AIM OF THE TASK: What is needed is an exact copy of the lines from the one containing "pub use lyrics::LyricsProvider;" through the last line of the entries below, both included.

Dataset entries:
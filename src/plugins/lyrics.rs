//! lyrics provider backed by the textyl search api

use anyhow::{anyhow, Result};
use reqwest::Client;

/// Lyrics search provider. The response body is relayed to the caller
/// verbatim, so no local model of the payload exists.
pub struct LyricsProvider {
    client: Client,
    api_url: String,
    api_token: Option<String>,
}

impl LyricsProvider {
    pub fn new(client: Client, api_url: impl Into<String>, api_token: Option<String>) -> Self {
        Self {
            client,
            api_url: api_url.into(),
            api_token,
        }
    }

    /// Search for lyrics by artist and title.
    pub async fn search(&self, artist: &str, title: &str) -> Result<String> {
        let query = search_query(artist, title);

        let mut request = self.client.get(&self.api_url).query(&[("q", &query)]);
        if let Some(token) = &self.api_token {
            request = request.bearer_auth(token);
        }

        let response = request.send().await?;

        let status = response.status();
        if !status.is_success() {
            return Err(anyhow!("lyrics api returned status {}", status));
        }

        Ok(response.text().await?)
    }
}

fn search_query(artist: &str, title: &str) -> String {
    format!("{} {}", artist, title)
}

#[cfg(test)]
mod tests {
    use super::*;

    #[test]
    fn test_search_query() {
        assert_eq!(
            search_query("Queen", "Bohemian Rhapsody"),
            "Queen Bohemian Rhapsody"
        );
    }
}
//! External lookup providers for remotify

pub mod lyrics;

pub use lyrics::LyricsProvider;
//! Configuration module for remotify
//!
//! Settings are sourced from the environment once at startup and stay
//! immutable for the process lifetime.

mod settings;

pub use settings::Settings;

COMPLETED TASK:
pub use lyrics::LyricsProvider;
//! Configuration module for remotify
//!
//! Settings are sourced from the environment once at startup and stay
//! immutable for the process lifetime.

mod settings;

pub use settings::Settings;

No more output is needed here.